▸ What needs to be done: Report back every line below that carries the word "StoryInput".

·····

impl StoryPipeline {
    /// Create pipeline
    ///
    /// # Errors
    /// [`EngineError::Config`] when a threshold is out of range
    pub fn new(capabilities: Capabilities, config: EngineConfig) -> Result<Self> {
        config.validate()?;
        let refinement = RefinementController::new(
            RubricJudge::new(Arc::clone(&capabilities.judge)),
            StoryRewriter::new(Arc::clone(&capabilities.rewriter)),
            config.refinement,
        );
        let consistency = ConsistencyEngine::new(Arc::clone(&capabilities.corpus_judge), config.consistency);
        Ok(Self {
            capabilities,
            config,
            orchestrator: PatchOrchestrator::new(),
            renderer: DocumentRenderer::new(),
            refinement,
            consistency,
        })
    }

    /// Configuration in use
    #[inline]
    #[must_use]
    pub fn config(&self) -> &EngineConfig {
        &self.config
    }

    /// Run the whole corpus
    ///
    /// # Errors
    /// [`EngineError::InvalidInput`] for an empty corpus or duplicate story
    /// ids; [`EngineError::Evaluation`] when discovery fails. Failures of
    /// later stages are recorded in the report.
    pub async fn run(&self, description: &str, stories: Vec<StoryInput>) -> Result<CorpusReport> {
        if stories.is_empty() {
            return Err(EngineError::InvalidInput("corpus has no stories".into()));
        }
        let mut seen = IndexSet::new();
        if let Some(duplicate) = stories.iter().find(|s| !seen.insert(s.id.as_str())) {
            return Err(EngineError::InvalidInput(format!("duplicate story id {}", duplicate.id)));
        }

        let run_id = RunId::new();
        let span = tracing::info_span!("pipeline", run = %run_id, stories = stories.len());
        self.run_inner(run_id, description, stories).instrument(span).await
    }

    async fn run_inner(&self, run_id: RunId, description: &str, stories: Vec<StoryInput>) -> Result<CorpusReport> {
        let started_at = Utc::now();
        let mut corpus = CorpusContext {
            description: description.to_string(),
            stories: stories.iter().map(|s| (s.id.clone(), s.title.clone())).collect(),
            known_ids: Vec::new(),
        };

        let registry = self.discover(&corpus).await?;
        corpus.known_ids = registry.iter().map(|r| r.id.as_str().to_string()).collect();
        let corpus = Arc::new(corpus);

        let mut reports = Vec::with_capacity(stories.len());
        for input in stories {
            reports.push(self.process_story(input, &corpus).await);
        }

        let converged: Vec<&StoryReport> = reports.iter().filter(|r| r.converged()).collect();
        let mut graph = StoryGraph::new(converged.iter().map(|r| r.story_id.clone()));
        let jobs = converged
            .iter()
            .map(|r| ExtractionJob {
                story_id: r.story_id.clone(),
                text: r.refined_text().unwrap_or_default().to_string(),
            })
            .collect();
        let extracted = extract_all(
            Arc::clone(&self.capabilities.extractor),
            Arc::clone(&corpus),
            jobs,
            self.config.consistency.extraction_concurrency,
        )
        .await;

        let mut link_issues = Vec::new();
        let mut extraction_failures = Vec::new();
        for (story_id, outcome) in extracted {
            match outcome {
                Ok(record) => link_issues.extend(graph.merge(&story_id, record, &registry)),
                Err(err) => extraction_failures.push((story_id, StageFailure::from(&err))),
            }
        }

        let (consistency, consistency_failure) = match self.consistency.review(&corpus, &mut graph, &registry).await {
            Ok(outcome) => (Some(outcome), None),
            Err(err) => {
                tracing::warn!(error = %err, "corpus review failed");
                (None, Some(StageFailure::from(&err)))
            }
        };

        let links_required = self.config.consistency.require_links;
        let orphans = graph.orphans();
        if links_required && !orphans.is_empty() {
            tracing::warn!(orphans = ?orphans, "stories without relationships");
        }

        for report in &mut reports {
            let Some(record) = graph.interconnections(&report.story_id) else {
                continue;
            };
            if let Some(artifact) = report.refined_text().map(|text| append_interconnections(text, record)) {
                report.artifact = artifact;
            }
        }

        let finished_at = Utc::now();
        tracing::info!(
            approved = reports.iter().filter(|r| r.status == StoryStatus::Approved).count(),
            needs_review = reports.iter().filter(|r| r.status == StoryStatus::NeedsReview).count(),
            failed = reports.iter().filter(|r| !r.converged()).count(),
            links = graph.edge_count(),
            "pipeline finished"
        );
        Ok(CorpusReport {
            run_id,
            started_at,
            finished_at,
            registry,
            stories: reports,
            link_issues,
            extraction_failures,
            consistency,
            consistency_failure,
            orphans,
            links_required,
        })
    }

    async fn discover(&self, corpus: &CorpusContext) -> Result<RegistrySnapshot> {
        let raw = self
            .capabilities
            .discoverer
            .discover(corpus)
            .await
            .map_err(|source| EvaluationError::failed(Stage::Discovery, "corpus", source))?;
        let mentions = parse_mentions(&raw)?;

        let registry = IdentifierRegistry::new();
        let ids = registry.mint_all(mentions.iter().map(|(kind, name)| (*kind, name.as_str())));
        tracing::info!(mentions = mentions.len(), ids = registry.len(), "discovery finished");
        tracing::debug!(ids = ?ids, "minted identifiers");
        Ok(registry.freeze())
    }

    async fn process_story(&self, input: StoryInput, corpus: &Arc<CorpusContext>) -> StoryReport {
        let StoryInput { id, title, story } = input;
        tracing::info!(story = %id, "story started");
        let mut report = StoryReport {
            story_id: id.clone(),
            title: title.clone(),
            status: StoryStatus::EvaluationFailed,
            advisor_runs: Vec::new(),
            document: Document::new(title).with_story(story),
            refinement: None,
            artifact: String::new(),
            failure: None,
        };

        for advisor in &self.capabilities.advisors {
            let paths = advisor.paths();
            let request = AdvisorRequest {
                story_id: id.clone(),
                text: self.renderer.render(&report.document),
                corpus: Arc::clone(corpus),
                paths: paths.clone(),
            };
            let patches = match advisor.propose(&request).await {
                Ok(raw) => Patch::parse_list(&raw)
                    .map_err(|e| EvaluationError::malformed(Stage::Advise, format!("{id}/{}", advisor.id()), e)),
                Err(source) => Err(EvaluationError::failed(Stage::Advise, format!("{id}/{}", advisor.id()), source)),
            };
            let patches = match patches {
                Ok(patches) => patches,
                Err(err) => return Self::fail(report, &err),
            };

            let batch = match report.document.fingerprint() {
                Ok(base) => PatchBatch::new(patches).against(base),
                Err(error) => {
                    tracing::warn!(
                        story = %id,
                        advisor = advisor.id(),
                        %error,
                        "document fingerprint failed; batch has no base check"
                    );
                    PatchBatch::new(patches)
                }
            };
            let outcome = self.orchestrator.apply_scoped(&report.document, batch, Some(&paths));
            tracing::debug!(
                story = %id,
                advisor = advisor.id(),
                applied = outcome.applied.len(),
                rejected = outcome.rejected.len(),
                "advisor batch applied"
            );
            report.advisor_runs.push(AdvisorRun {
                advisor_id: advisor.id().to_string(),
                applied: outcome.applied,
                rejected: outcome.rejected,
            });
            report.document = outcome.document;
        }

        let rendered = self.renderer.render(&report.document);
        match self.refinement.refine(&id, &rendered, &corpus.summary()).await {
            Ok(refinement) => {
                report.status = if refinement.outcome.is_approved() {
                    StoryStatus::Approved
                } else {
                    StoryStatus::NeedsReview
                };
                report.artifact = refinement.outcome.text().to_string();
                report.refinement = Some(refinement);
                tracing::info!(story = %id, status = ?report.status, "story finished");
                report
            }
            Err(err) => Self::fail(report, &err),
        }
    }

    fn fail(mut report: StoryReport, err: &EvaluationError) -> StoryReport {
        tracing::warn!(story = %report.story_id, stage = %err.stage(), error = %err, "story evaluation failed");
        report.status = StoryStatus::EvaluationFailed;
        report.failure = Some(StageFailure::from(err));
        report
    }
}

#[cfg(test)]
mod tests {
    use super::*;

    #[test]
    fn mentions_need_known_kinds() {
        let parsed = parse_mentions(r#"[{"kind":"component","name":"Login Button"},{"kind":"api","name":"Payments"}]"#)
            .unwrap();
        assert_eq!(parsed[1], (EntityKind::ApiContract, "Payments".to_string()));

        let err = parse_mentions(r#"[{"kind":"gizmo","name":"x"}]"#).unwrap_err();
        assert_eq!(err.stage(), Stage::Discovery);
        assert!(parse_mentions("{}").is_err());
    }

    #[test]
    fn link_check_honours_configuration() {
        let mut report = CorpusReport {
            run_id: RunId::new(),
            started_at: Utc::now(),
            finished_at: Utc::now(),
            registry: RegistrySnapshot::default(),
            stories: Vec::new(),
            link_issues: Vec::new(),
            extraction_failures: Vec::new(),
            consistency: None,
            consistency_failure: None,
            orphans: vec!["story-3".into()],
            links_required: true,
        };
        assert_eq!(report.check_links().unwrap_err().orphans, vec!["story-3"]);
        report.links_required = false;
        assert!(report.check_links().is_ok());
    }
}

·····

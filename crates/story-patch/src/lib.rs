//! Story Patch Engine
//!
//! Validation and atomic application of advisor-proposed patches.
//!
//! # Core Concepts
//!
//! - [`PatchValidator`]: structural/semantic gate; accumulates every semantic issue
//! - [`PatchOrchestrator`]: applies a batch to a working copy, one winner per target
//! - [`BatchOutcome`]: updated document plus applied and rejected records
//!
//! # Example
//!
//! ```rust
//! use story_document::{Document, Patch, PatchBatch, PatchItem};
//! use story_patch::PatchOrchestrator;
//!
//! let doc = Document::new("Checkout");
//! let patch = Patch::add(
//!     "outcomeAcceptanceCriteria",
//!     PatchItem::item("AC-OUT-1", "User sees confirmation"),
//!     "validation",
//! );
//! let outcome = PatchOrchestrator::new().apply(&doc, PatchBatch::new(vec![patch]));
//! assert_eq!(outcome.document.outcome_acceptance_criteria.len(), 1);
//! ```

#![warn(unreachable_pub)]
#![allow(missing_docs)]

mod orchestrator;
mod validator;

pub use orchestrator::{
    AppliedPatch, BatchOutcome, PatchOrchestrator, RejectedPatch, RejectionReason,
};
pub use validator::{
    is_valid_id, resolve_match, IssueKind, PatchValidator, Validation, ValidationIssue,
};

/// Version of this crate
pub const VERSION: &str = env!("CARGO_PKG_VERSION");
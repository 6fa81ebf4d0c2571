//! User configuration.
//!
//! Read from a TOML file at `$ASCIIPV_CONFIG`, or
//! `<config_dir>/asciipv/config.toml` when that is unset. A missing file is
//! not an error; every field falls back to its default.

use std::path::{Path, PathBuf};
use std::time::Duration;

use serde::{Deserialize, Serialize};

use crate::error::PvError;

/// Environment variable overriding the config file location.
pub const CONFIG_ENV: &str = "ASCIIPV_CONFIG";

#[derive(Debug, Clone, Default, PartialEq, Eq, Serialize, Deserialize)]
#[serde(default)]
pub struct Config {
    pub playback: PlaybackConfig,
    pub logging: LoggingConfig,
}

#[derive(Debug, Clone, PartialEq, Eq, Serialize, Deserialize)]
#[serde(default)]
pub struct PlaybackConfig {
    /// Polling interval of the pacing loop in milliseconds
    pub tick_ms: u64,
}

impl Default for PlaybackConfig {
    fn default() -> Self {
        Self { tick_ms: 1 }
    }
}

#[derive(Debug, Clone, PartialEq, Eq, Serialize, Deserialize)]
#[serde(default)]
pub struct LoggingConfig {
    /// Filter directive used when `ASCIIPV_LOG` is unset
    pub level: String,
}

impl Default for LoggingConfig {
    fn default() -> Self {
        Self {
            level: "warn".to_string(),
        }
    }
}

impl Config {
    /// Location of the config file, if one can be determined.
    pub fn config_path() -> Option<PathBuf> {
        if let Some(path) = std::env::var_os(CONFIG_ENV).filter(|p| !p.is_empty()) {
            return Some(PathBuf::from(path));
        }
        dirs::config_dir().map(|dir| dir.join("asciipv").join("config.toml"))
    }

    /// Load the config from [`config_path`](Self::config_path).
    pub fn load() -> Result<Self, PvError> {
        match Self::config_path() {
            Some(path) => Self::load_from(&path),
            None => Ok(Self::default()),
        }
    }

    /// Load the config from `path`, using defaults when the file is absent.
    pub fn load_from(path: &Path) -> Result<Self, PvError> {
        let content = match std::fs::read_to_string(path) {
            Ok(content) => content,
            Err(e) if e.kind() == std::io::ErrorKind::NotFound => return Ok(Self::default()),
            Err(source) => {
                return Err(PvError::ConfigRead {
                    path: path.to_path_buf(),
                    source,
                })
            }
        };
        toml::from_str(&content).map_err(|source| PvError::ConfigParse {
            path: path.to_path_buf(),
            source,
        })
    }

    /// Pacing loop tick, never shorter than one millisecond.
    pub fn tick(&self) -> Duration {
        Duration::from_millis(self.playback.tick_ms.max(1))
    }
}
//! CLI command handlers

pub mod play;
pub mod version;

·····

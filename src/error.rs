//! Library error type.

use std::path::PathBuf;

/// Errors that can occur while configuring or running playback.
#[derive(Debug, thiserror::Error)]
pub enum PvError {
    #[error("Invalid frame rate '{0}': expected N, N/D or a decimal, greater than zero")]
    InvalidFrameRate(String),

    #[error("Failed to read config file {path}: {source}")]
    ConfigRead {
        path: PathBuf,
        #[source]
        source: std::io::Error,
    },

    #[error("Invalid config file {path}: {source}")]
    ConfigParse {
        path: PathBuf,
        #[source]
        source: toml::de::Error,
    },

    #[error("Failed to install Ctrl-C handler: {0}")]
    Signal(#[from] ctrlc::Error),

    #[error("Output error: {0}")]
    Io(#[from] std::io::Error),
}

·····

▸ Output:
    pub async fn run(&self, description: &str, stories: Vec<StoryInput>) -> Result<CorpusReport> {
    async fn run_inner(&self, run_id: RunId, description: &str, stories: Vec<StoryInput>) -> Result<CorpusReport> {
    async fn process_story(&self, input: StoryInput, corpus: &Arc<CorpusContext>) -> StoryReport {
        let StoryInput { id, title, story } = input;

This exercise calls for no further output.